As the modern technology landscape becomes more and more complex, the generalist programmer needs to master more (and more disparate) tools, languages and techniques. I believe that our tools could do more to ease the learning curve.

Bash completion

The bash shell provides a mechanism for programming its tab-completion (zsh does too).

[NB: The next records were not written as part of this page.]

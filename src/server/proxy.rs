//! Synchronous proxy endpoint: one JSON-RPC round trip per request.

use std::collections::HashMap;
use std::sync::Arc;

use axum::extract::State;
use axum::Json;
use serde::Deserialize;
use serde_json::{Map, Value};
use utoipa::ToSchema;

use crate::error::{CoreError, CoreResult};
use crate::rpc::RpcMethod;
use crate::server::error::{ApiError, ErrorBody};
use crate::server::ServerState;

/// Request payload for the proxy endpoints.
#[derive(Debug, Clone, Default, Deserialize, ToSchema)]
#[serde(rename_all = "camelCase")]
pub struct ProxyRequest {
    /// Tool server endpoint to forward to.
    pub url: Option<String>,
    /// High-level action: "listTools" or "callTool".
    pub action: Option<String>,
    /// Tool to invoke when action is "callTool".
    pub tool_name: Option<String>,
    /// Arguments for the invoked tool.
    #[serde(default)]
    #[schema(value_type = Object)]
    pub args: Map<String, Value>,
    /// Extra headers forwarded to the tool server.
    #[serde(default)]
    pub headers: HashMap<String, String>,
    /// Pre-built JSON-RPC payload, forwarded verbatim when present.
    #[serde(default)]
    #[schema(value_type = Option<Object>)]
    pub raw_payload: Option<Value>,
}

/// Translate a proxy request into the JSON-RPC payload to forward.
///
/// A raw payload wins over the action shorthand and is passed through
/// untouched, without consuming an allocator id.
pub(crate) fn build_payload(state: &ServerState, request: &ProxyRequest) -> CoreResult<Value> {
    if let Some(raw) = &request.raw_payload {
        return Ok(raw.clone());
    }

    match request.action.as_deref() {
        Some("listTools") => {
            let envelope = state
                .bridge
                .envelope(RpcMethod::ToolsList, Value::Object(Map::new()));
            serde_json::to_value(&envelope).map_err(|error| CoreError::Internal(error.to_string()))
        }
        Some("callTool") => {
            let tool_name = request
                .tool_name
                .as_deref()
                .ok_or_else(|| CoreError::InvalidInput("Missing toolName for callTool".to_string()))?;
            let envelope = state.bridge.envelope(
                RpcMethod::ToolsCall,
                serde_json::json!({ "name": tool_name, "arguments": request.args }),
            );
            serde_json::to_value(&envelope).map_err(|error| CoreError::Internal(error.to_string()))
        }
        _ => Err(CoreError::InvalidInput("Invalid action or payload".to_string())),
    }
}

#[utoipa::path(
    post,
    path = "/proxy",
    tag = "proxy",
    request_body = ProxyRequest,
    responses(
        (status = 200, description = "Normalized tool server response"),
        (status = 400, body = ErrorBody),
        (status = 500, body = ErrorBody),
    ),
    description = "Forward one JSON-RPC request to a tool server and return the normalized reply."
)]
#[tracing::instrument(skip_all)]
pub(crate) async fn proxy(
    State(state): State<Arc<ServerState>>,
    Json(request): Json<ProxyRequest>,
) -> Result<Json<Value>, ApiError> {
    let url = request
        .url
        .as_deref()
        .ok_or_else(|| ApiError::bad_request("Missing MCP webhook URL"))?;
    let payload = build_payload(&state, &request)?;

    tracing::info!(url, action = request.action.as_deref().unwrap_or("raw"), "forwarding request");

    match state.bridge.send(url, &payload, &request.headers).await {
        Ok(normalized) => Ok(Json(normalized.into_value())),
        Err(error) => {
            tracing::warn!(%error, "tool server unreachable");
            Err(ApiError::internal("Failed to reach MCP server")
                .with_details(Value::String(error.to_string())))
        }
    }
}

#[cfg(test)]
mod tests {
    use super::*;
    use crate::bridge::ToolServerClient;
    use crate::rpc::IdAllocator;
    use std::time::Duration;

    fn test_state() -> ServerState {
        ServerState {
            bridge: ToolServerClient::new(Arc::new(IdAllocator::new())),
            model: Err(CoreError::Configuration("no key".to_string())),
            provider: "gemini".to_string(),
            temperature: 0.7,
            action_delay: Duration::from_millis(0),
        }
    }

    #[test]
    fn raw_payload_passes_through_verbatim() {
        let state = test_state();
        let raw = serde_json::json!({"jsonrpc": "2.0", "id": "42", "method": "tools/list"});
        let request = ProxyRequest {
            raw_payload: Some(raw.clone()),
            ..Default::default()
        };
        assert_eq!(build_payload(&state, &request).expect("payload"), raw);
    }

    #[test]
    fn list_tools_builds_envelope_with_fresh_id() {
        let state = test_state();
        let request = ProxyRequest {
            action: Some("listTools".to_string()),
            ..Default::default()
        };
        let payload = build_payload(&state, &request).expect("payload");
        assert_eq!(payload["jsonrpc"], "2.0");
        assert_eq!(payload["id"], "1");
        assert_eq!(payload["method"], "tools/list");
        assert_eq!(payload["params"], serde_json::json!({}));
    }

    #[test]
    fn call_tool_requires_tool_name() {
        let state = test_state();
        let request = ProxyRequest {
            action: Some("callTool".to_string()),
            ..Default::default()
        };
        let error = build_payload(&state, &request).expect_err("error");
        assert_eq!(
            error,
            CoreError::InvalidInput("Missing toolName for callTool".to_string())
        );
    }

    #[test]
    fn call_tool_wraps_args_as_arguments() {
        let state = test_state();
        let mut args = Map::new();
        args.insert("to".to_string(), Value::String("a@b.co".to_string()));
        let request = ProxyRequest {
            action: Some("callTool".to_string()),
            tool_name: Some("gmail_send_email".to_string()),
            args,
            ..Default::default()
        };
        let payload = build_payload(&state, &request).expect("payload");
        assert_eq!(payload["method"], "tools/call");
        assert_eq!(payload["params"]["name"], "gmail_send_email");
        assert_eq!(payload["params"]["arguments"]["to"], "a@b.co");
    }

    #[test]
    fn unknown_action_is_invalid_input() {
        let state = test_state();
        let request = ProxyRequest {
            action: Some("deleteEverything".to_string()),
            ..Default::default()
        };
        let error = build_payload(&state, &request).expect_err("error");
        assert_eq!(
            error,
            CoreError::InvalidInput("Invalid action or payload".to_string())
        );
    }

    #[test]
    fn missing_action_and_payload_is_invalid_input() {
        let state = test_state();
        let error = build_payload(&state, &ProxyRequest::default()).expect_err("error");
        assert_eq!(
            error,
            CoreError::InvalidInput("Invalid action or payload".to_string())
        );
    }
}
//! JSON-RPC request construction and process-wide id allocation.

pub mod envelope;
pub mod id;

pub use envelope::{RpcEnvelope, RpcMethod, JSONRPC_VERSION};
pub use id::IdAllocator;
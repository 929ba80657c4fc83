use async_trait::async_trait;
use serde::Deserialize;
use serde_json::json;

use crate::error::{CoreError, CoreResult};
use crate::llm::openai_compat::upstream_error_message;
use crate::llm::provider::{GenerationRequest, LanguageModel};

const DEFAULT_BASE_URL: &str = "https://generativelanguage.googleapis.com/v1beta";

/// Google Gemini `generateContent` model.
pub struct GeminiModel {
    base_url: String,
    api_key: String,
    model: String,
    http: reqwest::Client,
}

#[derive(Debug, Deserialize)]
struct GenerateContentResponse {
    candidates: Vec<Candidate>,
}

#[derive(Debug, Deserialize)]
struct Candidate {
    content: CandidateContent,
}

#[derive(Debug, Deserialize)]
struct CandidateContent {
    parts: Vec<CandidatePart>,
}

#[derive(Debug, Deserialize)]
struct CandidatePart {
    text: String,
}

impl GeminiModel {
    pub fn new(api_key: impl Into<String>, model: impl Into<String>) -> Self {
        Self {
            base_url: DEFAULT_BASE_URL.to_string(),
            api_key: api_key.into(),
            model: model.into(),
            http: reqwest::Client::new(),
        }
    }
}

#[async_trait]
impl LanguageModel for GeminiModel {
    fn id(&self) -> &str {
        "gemini"
    }

    async fn generate(&self, request: &GenerationRequest) -> CoreResult<String> {
        let endpoint = format!(
            "{}/models/{}:generateContent?key={}",
            self.base_url, self.model, self.api_key
        );
        // Gemini has no separate system role on this endpoint; the system
        // prompt is prepended to the user text.
        let text = format!("{}\n\n{}", request.system_prompt, request.user_message);
        let mut generation_config = json!({
            "temperature": request.temperature,
            "maxOutputTokens": request.max_output_tokens,
        });
        if request.json_output {
            generation_config["response_mime_type"] = json!("application/json");
        }
        let body = json!({
            "contents": [{ "parts": [{ "text": text }] }],
            "generationConfig": generation_config,
        });

        let response = self
            .http
            .post(&endpoint)
            .json(&body)
            .send()
            .await
            .map_err(|error| CoreError::Transport(format!("gemini API error: {error}")))?;

        let status = response.status();
        if !status.is_success() {
            let body = response.text().await.unwrap_or_default();
            return Err(CoreError::Transport(format!(
                "gemini API error: {}",
                upstream_error_message(&body, status.as_u16())
            )));
        }

        let parsed: GenerateContentResponse = response.json().await.map_err(|error| {
            CoreError::MalformedResponse(format!(
                "gemini returned an unexpected response shape: {error}"
            ))
        })?;
        parsed
            .candidates
            .into_iter()
            .next()
            .and_then(|candidate| candidate.content.parts.into_iter().next())
            .map(|part| part.text)
            .ok_or_else(|| {
                CoreError::MalformedResponse("gemini reply carried no candidates".to_string())
            })
    }
}
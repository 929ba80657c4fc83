use async_trait::async_trait;
use serde::Deserialize;
use serde_json::json;

use crate::error::{CoreError, CoreResult};
use crate::llm::openai_compat::upstream_error_message;
use crate::llm::provider::{GenerationRequest, LanguageModel};

const MESSAGES_ENDPOINT: &str = "https://api.anthropic.com/v1/messages";
const ANTHROPIC_VERSION: &str = "2023-06-01";

/// Anthropic messages-API model. No native JSON mode; the prompt contract
/// carries the structured-output requirement.
pub struct ClaudeModel {
    api_key: String,
    model: String,
    http: reqwest::Client,
}

#[derive(Debug, Deserialize)]
struct MessagesResponse {
    content: Vec<ContentBlock>,
}

#[derive(Debug, Deserialize)]
struct ContentBlock {
    #[serde(default)]
    text: String,
}

impl ClaudeModel {
    pub fn new(api_key: impl Into<String>, model: impl Into<String>) -> Self {
        Self {
            api_key: api_key.into(),
            model: model.into(),
            http: reqwest::Client::new(),
        }
    }
}

#[async_trait]
impl LanguageModel for ClaudeModel {
    fn id(&self) -> &str {
        "claude"
    }

    async fn generate(&self, request: &GenerationRequest) -> CoreResult<String> {
        let body = json!({
            "model": self.model,
            "max_tokens": request.max_output_tokens,
            "temperature": request.temperature,
            "system": request.system_prompt,
            "messages": [{ "role": "user", "content": request.user_message }],
        });

        let response = self
            .http
            .post(MESSAGES_ENDPOINT)
            .header("x-api-key", &self.api_key)
            .header("anthropic-version", ANTHROPIC_VERSION)
            .json(&body)
            .send()
            .await
            .map_err(|error| CoreError::Transport(format!("claude API error: {error}")))?;

        let status = response.status();
        if !status.is_success() {
            let body = response.text().await.unwrap_or_default();
            return Err(CoreError::Transport(format!(
                "claude API error: {}",
                upstream_error_message(&body, status.as_u16())
            )));
        }

        let parsed: MessagesResponse = response.json().await.map_err(|error| {
            CoreError::MalformedResponse(format!(
                "claude returned an unexpected response shape: {error}"
            ))
        })?;
        parsed
            .content
            .into_iter()
            .next()
            .map(|block| block.text)
            .ok_or_else(|| {
                CoreError::MalformedResponse("claude reply carried no content".to_string())
            })
    }
}
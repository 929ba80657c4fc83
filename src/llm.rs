//! Language-model service: one trait, interchangeable provider strategies.

pub mod claude;
pub mod gemini;
pub mod openai_compat;
pub mod provider;
pub mod settings;

pub use claude::ClaudeModel;
pub use gemini::GeminiModel;
pub use openai_compat::OpenAiCompatModel;
pub use provider::{GenerationRequest, LanguageModel};
pub use settings::{build_model, LlmSettings};
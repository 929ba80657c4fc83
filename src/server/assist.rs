//! AI assist endpoints: classify a prompt, answer or plan, execute plans.

use std::collections::HashMap;
use std::sync::Arc;

use axum::extract::State;
use axum::Json;
use serde::Deserialize;
use serde_json::{json, Value};
use utoipa::ToSchema;

use crate::intent::{classify, IntentMode};
use crate::planner::{Action, PlanGenerator};
use crate::server::error::{ApiError, ErrorBody};
use crate::server::ServerState;

const CHAT_FALLBACK: &str = "I tried to respond but something went wrong. Please try again.";

/// Request payload for the assist endpoint.
#[derive(Debug, Clone, Deserialize, ToSchema)]
#[serde(rename_all = "camelCase")]
pub struct AssistRequest {
    /// Requested provider. Advisory only: the configured provider serves
    /// every request, a mismatch is logged and ignored.
    pub provider: Option<String>,
    /// Natural-language user prompt.
    pub prompt: String,
    /// Tool server to read the tool inventory from.
    pub mcp_url: Option<String>,
}

#[utoipa::path(
    post,
    path = "/proxy/ai",
    tag = "assist",
    request_body = AssistRequest,
    responses(
        (status = 200, description = "Chat reply or action plan"),
        (status = 400, body = ErrorBody),
        (status = 500, body = ErrorBody),
    ),
    description = "Classify the prompt and return either a conversational reply or an action plan."
)]
#[tracing::instrument(skip_all)]
pub(crate) async fn assist(
    State(state): State<Arc<ServerState>>,
    Json(request): Json<AssistRequest>,
) -> Result<Json<Value>, ApiError> {
    let model = state.model.clone().map_err(ApiError::from)?;
    let generator = PlanGenerator::new(model, state.temperature);

    if let Some(requested) = request.provider.as_deref() {
        if !requested.eq_ignore_ascii_case(&state.provider) {
            tracing::info!(requested, configured = %state.provider, "provider request ignored");
        }
    }

    // Tool inventory failures degrade to an empty inventory, which biases
    // classification toward chat rather than failing the request.
    let tools = match &request.mcp_url {
        Some(url) => match state.bridge.list_tools(url, &HashMap::new()).await {
            Ok(tools) => tools,
            Err(error) => {
                tracing::warn!(%error, url, "tool inventory unavailable");
                Vec::new()
            }
        },
        None => Vec::new(),
    };

    let intent = classify(&request.prompt, &tools);
    tracing::info!(mode = ?intent.mode, reasoning = %intent.reasoning, "intent classified");

    match intent.mode {
        IntentMode::Chat => match generator.chat_response(&request.prompt).await {
            Ok(response) => Ok(Json(json!({
                "mode": "chat",
                "response": response,
                "plan": "Conversational response",
                "actions": [],
                "confidence": 100,
            }))),
            Err(error) => {
                tracing::warn!(%error, "chat generation failed");
                Err(ApiError::internal(CHAT_FALLBACK)
                    .with_details(Value::String(error.to_string())))
            }
        },
        IntentMode::Tool => {
            let plan = generator
                .generate_plan(&request.prompt, &tools)
                .await
                .map_err(ApiError::from)?;
            let mut reply = serde_json::to_value(&plan)
                .map_err(|error| ApiError::internal(error.to_string()))?;
            if let Some(object) = reply.as_object_mut() {
                object.insert("mode".to_string(), Value::String("tool".to_string()));
            }
            Ok(Json(reply))
        }
    }
}

#[utoipa::path(
    post,
    path = "/proxy/ai/execute",
    tag = "assist",
    responses(
        (status = 200, description = "Per-action results in plan order"),
        (status = 400, body = ErrorBody),
    ),
    description = "Execute a previously returned action plan against a tool server."
)]
#[tracing::instrument(skip_all)]
pub(crate) async fn execute(
    State(state): State<Arc<ServerState>>,
    Json(body): Json<Value>,
) -> Result<Json<Value>, ApiError> {
    let actions: Vec<Action> = body
        .get("actions")
        .cloned()
        .and_then(|value| serde_json::from_value(value).ok())
        .ok_or_else(|| ApiError::bad_request("Invalid actions"))?;
    let endpoint = body
        .get("mcpUrl")
        .and_then(Value::as_str)
        .ok_or_else(|| ApiError::bad_request("Missing MCP webhook URL"))?
        .to_string();

    tracing::info!(count = actions.len(), "executing plan");

    let executor =
        crate::executor::PlanExecutor::new(state.bridge.clone(), state.action_delay);
    let results = executor.execute(&endpoint, &actions).await;

    Ok(Json(json!({ "status": "completed", "results": results })))
}
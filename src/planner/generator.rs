use std::sync::Arc;

use crate::bridge::ToolDescriptor;
use crate::error::{CoreError, CoreResult};
use crate::llm::{GenerationRequest, LanguageModel};
use crate::planner::plan::ActionPlan;
use crate::planner::prompt;

const CHAT_MAX_OUTPUT_TOKENS: u32 = 1000;
const PLAN_MAX_OUTPUT_TOKENS: u32 = 2000;
const PLAN_INSTRUCTION: &str =
    "Please analyze my request and provide a detailed plan with specific actions.";
const PLAN_PARSE_ERROR: &str = "AI response is not valid JSON";

/// Builds prompts for the language-model service and parses its replies.
/// Provider-agnostic: holds only the interchangeable model capability.
pub struct PlanGenerator {
    model: Arc<dyn LanguageModel>,
    temperature: f64,
}

impl PlanGenerator {
    pub fn new(model: Arc<dyn LanguageModel>, temperature: f64) -> Self {
        Self { model, temperature }
    }

    /// Conversational reply: the model's text passes through unparsed.
    pub async fn chat_response(&self, user_prompt: &str) -> CoreResult<String> {
        let request = GenerationRequest {
            system_prompt: prompt::chat_system_prompt(user_prompt),
            user_message: user_prompt.to_string(),
            temperature: self.temperature,
            max_output_tokens: CHAT_MAX_OUTPUT_TOKENS,
            json_output: false,
        };
        self.model.generate(&request).await
    }

    /// Structured plan: the model must reply with an action-plan JSON object.
    pub async fn generate_plan(
        &self,
        user_prompt: &str,
        tools: &[ToolDescriptor],
    ) -> CoreResult<ActionPlan> {
        let request = GenerationRequest {
            system_prompt: prompt::tool_system_prompt(tools, user_prompt),
            user_message: PLAN_INSTRUCTION.to_string(),
            temperature: self.temperature,
            max_output_tokens: PLAN_MAX_OUTPUT_TOKENS,
            json_output: true,
        };
        let text = self.model.generate(&request).await?;
        tracing::debug!(chars = text.len(), model = self.model.id(), "plan reply received");
        parse_plan(&text)
    }
}

/// Coerce model output into an [`ActionPlan`].
///
/// Tries a direct parse first, then the brace-delimited substring from the
/// first `{` to the last `}` (models often wrap JSON in prose or fences).
/// Both failing is a terminal plan-parse error; no partial plan is returned.
pub fn parse_plan(text: &str) -> CoreResult<ActionPlan> {
    if let Ok(plan) = serde_json::from_str::<ActionPlan>(text) {
        return Ok(plan);
    }

    if let (Some(start), Some(end)) = (text.find('{'), text.rfind('}')) {
        if start < end {
            if let Ok(plan) = serde_json::from_str::<ActionPlan>(&text[start..=end]) {
                return Ok(plan);
            }
        }
    }

    Err(CoreError::PlanParse(PLAN_PARSE_ERROR.to_string()))
}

The bash-completion package provides tab-completion programs for the common gnu utilities, including make:

$ make c<TAB> check clean

Pressing tab runs the bash-completion script for make, which invokes make --print-data-base to parse the makefile and print its rules; the bash-completion script then parses this output to determine the available targets.

It also knows about make’s command-line options, by a similar process (invoking make --help and parsing the output):

$ make --d<TAB> --debug --directory --dry-run

Other tools, such as git, provide their own bash-completion scripts.

Lessons learned:

  1. Bash-completion doesn’t know how to parse makefiles; it leaves that job to make.
  2. Bash-completion lets make report its own command-line options.
  3. Tools that parse other files need to provide the parse tree in a machine-readable form.
  4. Information such as the parse tree just mentioned, which once may have been though of as only a debugging aid, now needs to be in a stable format — it’s part of the tool’s public API.
  5. Help information, such as the output of make --help, also needs to be in a stable format. (Even better if it were in a machine-readable format that specifies the types of each option’s arguments.)

Clang

As an example of point 3 above, clang (a C/C++/Objective-C compiler) makes its parser available as a separate library. The goals of the clang project include: to “support diverse clients (refactoring, static analysis, code generation, etc)” and “allow tight integration with IDEs”.

C++ in particular is so difficult to parse that many development tools either cheat by pretending it’s C and making educated guesses, or implement their own parser that simply doesn’t handle all of C++’s many edge cases: This is certainly the case for the widely-used code navigation tools cscope and exuberant ctags.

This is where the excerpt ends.